William Shippen Jr. was an American physician and pioneer teacher of anatomy and midwifery.
Background
He was born on October 21, 1736 in Philadelphia, Pennsylvania, United States, the cousin of Edward Shippen and the great-grandson of Edward Shippen. He was the son of Susannah (Harrison) and William Shippen, who was one of the prominent medical men of his day and a member of the Continental Congress.
Education
After attending the academy kept by Samuel Finley at Nottingham, the boy went to the College of New Jersey (Princeton), from which he graduated in 1754. He then studied medicine with his father until 1757, when he went abroad to study. He studied especially under William Hunter and Colin McKenzie. From London he went to Edinburgh, where he received the degree of M. D. in 1761, with a thesis "De Placentae cum Utero Nexu" (1761).
Career
William won the esteem and friendship of John Fothergill, who became greatly interested in his plans to establish courses in midwifery and anatomy in Philadelphia. When he returned to Philadelphia in 1762, Fothergill sent, in his care, to the Pennsylvania Hospital a number of anatomical drawings and casts that he desired the managers to permit Shippen to use in his teaching. The pictures had been made by Jan Van Rymsdyk, the celebrated Dutch painter residing in London, who made most of the pictures for William Hunter's great work on the gravid uterus.

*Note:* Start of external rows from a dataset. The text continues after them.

use alloy::signers::local::LocalSignerError;

/// Error type for [`crate::config`] module. Captures errors related to
/// resolving network configuration from the environment.
#[derive(Debug, thiserror::Error)]
pub enum ConfigError {
    /// A variable required by the selected network still holds its
    /// placeholder default.
    #[error("environment variable {0} is not set")]
    Placeholder(&'static str),
    /// The configured private key could not be parsed.
    #[error("invalid private key in {key}: {source}")]
    PrivateKey {
        /// The environment variable holding the key.
        key: &'static str,
        /// The underlying parse error.
        #[source]
        source: LocalSignerError,
    },
}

Shippen began his courses on November 16, 1762, in the State House. Although he made use of the Fothergill pictures and casts, he utilized chiefly the dissection of human bodies, a method taught by Hunter. His courses were very successful, and the number of students increased year by year. Somewhat later he began giving courses on midwifery, not only to medical students but also to women who intended to practise midwifery.
When John Morgan succeeded in getting the trustees of the College of Philadelphia to organize a medical school in connection with the college in 1765, Shippen was appointed professor of surgery and anatomy. In 1776 he was appointed chief physician and director general of the hospital in the Continental Army in New Jersey. In October of the same year he was appointed by Congress director general of all the hospitals in the west side of the Hudson River, and, after John Morgan was displaced by Congress, was appointed on April 11, 1777, chief physician and director-general of the Continental Army hospital in his stead.
In March 1777 Shippen had submitted to Congress a plan for the reorganization of the army medical department and this brought him prominently to the notice of Congress and, no doubt, had much to do with his obtaining the appointment. Shippen himself was later subjected to a court martial on charges of financial irregularity in his department. He was acquitted and remained chief of the medical department of the Continental Army until his resignation in 1781.
In 1778 he was elected physician to the Pennsylvania Hospital, but he resigned in the following year owing to the pressure of his military duties. In 1791 he again became a member of the staff of the hospital, on which he continued to serve until 1802. He was the president of the College of Physicians of Philadelphia from 1805 to 1808. In 1791, when the University of Pennsylvania was established, he was appointed professor of anatomy, surgery, and midwifery.
After the death of his only son, a young man of great promise, in 1798 he seems to have lost interest in life. His health gradually declined, his practice fell off, and he seldom lectured. He died in Philadelphia.
Achievements
Connections
About 1760 he was married in London to Alice Lee, the sister of Francis Lightfoot, William, Richard Henry, and Arthur Lee. Together, they were the parents of Anne Hume Shippen (1763–1841), who married Henry Beekman Livingston (1750–1831), who commanded the 4th New York Regiment at the Battles of Saratoga.